Nous avons aussi en parallèle mis au point un simulateur d’empreinte carbone qui est totalement gratuit et accessible facilement pour estimer le poids carbone du gros oeuvre en fonction de la localisation et de la configuration du bâtiment. Pour le moment, il est déployé pour les logements collectifs.

 

Dans quelle mesure le béton a sa place dans le bâtiment durable de demain ?

Les qualités du béton le rendent essentiel aujourd’hui dans le gros oeuvre des bâtiments. Il combine en effet des propriétés mécaniques, acoustiques, thermiques et esthétiques et concourt à la stabilité et à la durabilité des structures.

Le mode constructif béton n’est cependant pas encore arrivé au bout de l’optimisation qu’on peut en faire. Au niveau de la conception et du dimensionnement des ouvrages, il est encore possible de gagner en quantité de matière au mètre carré, en jouant sur les épaisseurs de murs et sur les performances attendues des bétons. L’ingénierie et le développement des outils numériques vont permettre de fiabiliser la chaîne de conception et d’aller vers des structures plus optimisées par rapport à l’usage final attendu. Pour s’inscrire dans la transition écologique, nous pensons qu’il faut davantage adapter le produit à sa destination finale, alors qu’on on a tendance au contraire à vouloir utiliser le même produit pour de multiples applications. Et c’est là toute la valeur ajoutée du béton qui est très “plastique”.

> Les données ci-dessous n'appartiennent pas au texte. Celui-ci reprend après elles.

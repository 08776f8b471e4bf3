use async_trait::async_trait;
use axum::http::HeaderMap;

use crate::error::{ServerError, ServerResult};

/// Header carrying the caller's name when a trusted proxy authenticates
/// upstream.
pub const ACTOR_HEADER: &str = "x-notary-actor";

#[derive(Clone, Debug, PartialEq, Eq)]
pub struct Identity {
    pub name: String,
    anonymous: bool,
}

impl Identity {
    pub fn anonymous() -> Self {
        Self { name: "anonymous".into(), anonymous: true }
    }

    pub fn user(name: impl Into<String>) -> Self {
        Self { name: name.into(), anonymous: false }
    }

    pub fn is_anonymous(&self) -> bool {
        self.anonymous
    }
}

#[derive(Clone, Debug, PartialEq, Eq)]
pub enum Credentials {
    Actor(String),
    Anonymous,
}

impl Credentials {
    pub fn from_headers(headers: &HeaderMap) -> ServerResult<Self> {
        match headers.get(ACTOR_HEADER) {
            None => Ok(Self::Anonymous),
            Some(value) => {
                let name = value
                    .to_str()
                    .map_err(|_| ServerError::AuthFailed(format!("{ACTOR_HEADER} is not valid text")))?;
                Ok(Self::Actor(name.to_string()))
            }
        }
    }
}

#[derive(Clone, Copy, Debug, PartialEq, Eq)]
pub enum Action {
    Submit,
    Verify,
    Download,
    Read,
}

impl std::fmt::Display for Action {
    fn fmt(&self, f: &mut std::fmt::Formatter<'_>) -> std::fmt::Result {
        match self {
            Self::Submit => write!(f, "submit"),
            Self::Verify => write!(f, "verify"),
            Self::Download => write!(f, "download"),
            Self::Read => write!(f, "read"),
        }
    }
}

#[async_trait]
pub trait AuthProvider: Send + Sync {
    async fn authenticate(&self, credentials: &Credentials) -> ServerResult<Identity>;
    async fn authorize(&self, identity: &Identity, action: Action) -> ServerResult<bool>;
}

/// Trusts the actor name forwarded in [`ACTOR_HEADER`].
///
/// Submissions and downloads need a named actor. Content checks may run
/// anonymously when `allow_anonymous_verify` is set.
pub struct TrustedHeaderAuth {
    pub allow_anonymous_verify: bool,
}

#[async_trait]
impl AuthProvider for TrustedHeaderAuth {
    async fn authenticate(&self, credentials: &Credentials) -> ServerResult<Identity> {
        match credentials {
            Credentials::Actor(name) => {
                let name = name.trim();
                if name.is_empty() {
                    return Err(ServerError::AuthFailed(format!("{ACTOR_HEADER} is empty")));
                }
                Ok(Identity::user(name))
            }
            Credentials::Anonymous => Ok(Identity::anonymous()),
        }
    }

    async fn authorize(&self, identity: &Identity, action: Action) -> ServerResult<bool> {
        Ok(match action {
            Action::Read => true,
            Action::Verify => !identity.is_anonymous() || self.allow_anonymous_verify,
            Action::Submit | Action::Download => !identity.is_anonymous(),
        })
    }
}

#[cfg(test)]
mod tests {
    use super::*;
    use axum::http::HeaderValue;

    #[test]
    fn identity_variants() {
        let a = Identity::anonymous();
        assert_eq!(a.name, "anonymous");
        assert!(a.is_anonymous());

        let u = Identity::user("alice");
        assert_eq!(u.name, "alice");
        assert!(!u.is_anonymous());

        // A user literally named "anonymous" is still a named actor.
        assert!(!Identity::user("anonymous").is_anonymous());
    }

    #[test]
    fn action_display() {
        assert_eq!(Action::Download.to_string(), "download");
        assert_eq!(Action::Submit.to_string(), "submit");
    }

    #[test]
    fn credentials_from_headers() {
        let mut headers = HeaderMap::new();
        assert_eq!(Credentials::from_headers(&headers).unwrap(), Credentials::Anonymous);

        headers.insert(ACTOR_HEADER, HeaderValue::from_static("alice"));
        assert_eq!(
            Credentials::from_headers(&headers).unwrap(),
            Credentials::Actor("alice".into())
        );
    }

    #[tokio::test]
    async fn trusted_header_rules() {
        let auth = TrustedHeaderAuth { allow_anonymous_verify: true };
        let anon = auth.authenticate(&Credentials::Anonymous).await.unwrap();
        assert!(auth.authorize(&anon, Action::Verify).await.unwrap());
        assert!(auth.authorize(&anon, Action::Read).await.unwrap());
        assert!(!auth.authorize(&anon, Action::Submit).await.unwrap());
        assert!(!auth.authorize(&anon, Action::Download).await.unwrap());

        let alice = auth.authenticate(&Credentials::Actor(" alice ".into())).await.unwrap();
        assert_eq!(alice.name, "alice");
        assert!(auth.authorize(&alice, Action::Download).await.unwrap());
    }

    #[tokio::test]
    async fn anonymous_verify_can_be_disabled() {
        let auth = TrustedHeaderAuth { allow_anonymous_verify: false };
        let anon = Identity::anonymous();
        assert!(!auth.authorize(&anon, Action::Verify).await.unwrap());
    }

    #[tokio::test]
    async fn blank_actor_rejected() {
        let auth = TrustedHeaderAuth { allow_anonymous_verify: true };
        let err = auth.authenticate(&Credentials::Actor("  ".into())).await.unwrap_err();
        assert!(matches!(err, ServerError::AuthFailed(_)));
    }
}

Par ailleurs, nous savons formuler des bétons avec une empreinte carbone 10 fois inférieure à un béton standard en utilisant des constituants moins carbonés qui répondent aux mêmes performances. Ce sont des produits plus ou moins matures et disponibles localement, ce qui demande de s’adapter à chaque fois au besoin. Enfin, le développement des puits de carbone minéral est un levier majeur pour atteindre des objectifs de réduction ambitieux.

 

Quelle place selon vous pour le bois ?

Nous n’avons pas le même recul sur la performance du bois que celui que nous avons sur le béton. Ce qui est certain, c’est que nous nous intéressons aussi au bois comme un matériau de construction possible. Nous avons développé des systèmes mixtes bois/béton qui nous paraissent assez performants pour combiner durabilité d’une part, grâce à une enveloppe minérale et efficacité énergétique d’autre part, avec un système assez optimisé d’un point de vue isolation.

 

Que pensez-vous de l’introduction par le gouvernement de l’objectif de confort d’été ?

Aborder la notion de confort d’été dans la RE2020 est intéressant parce qu’on sait que de nombreux bâtiments peuvent être concernés par des besoins en rafraîchissement. C’est moins le cas si les bâtiments sont bien conçus et bénéficient d’énergies thermiques. Le béton précisément, par son inertie thermique, contribue à l’effet tampon du chaud et du froid. Le mode constructif béton répond bien à cet objectif de confort d’été. Nous suivrons les annonces du Gouvernement en la matière avec beaucoup d’intérêt.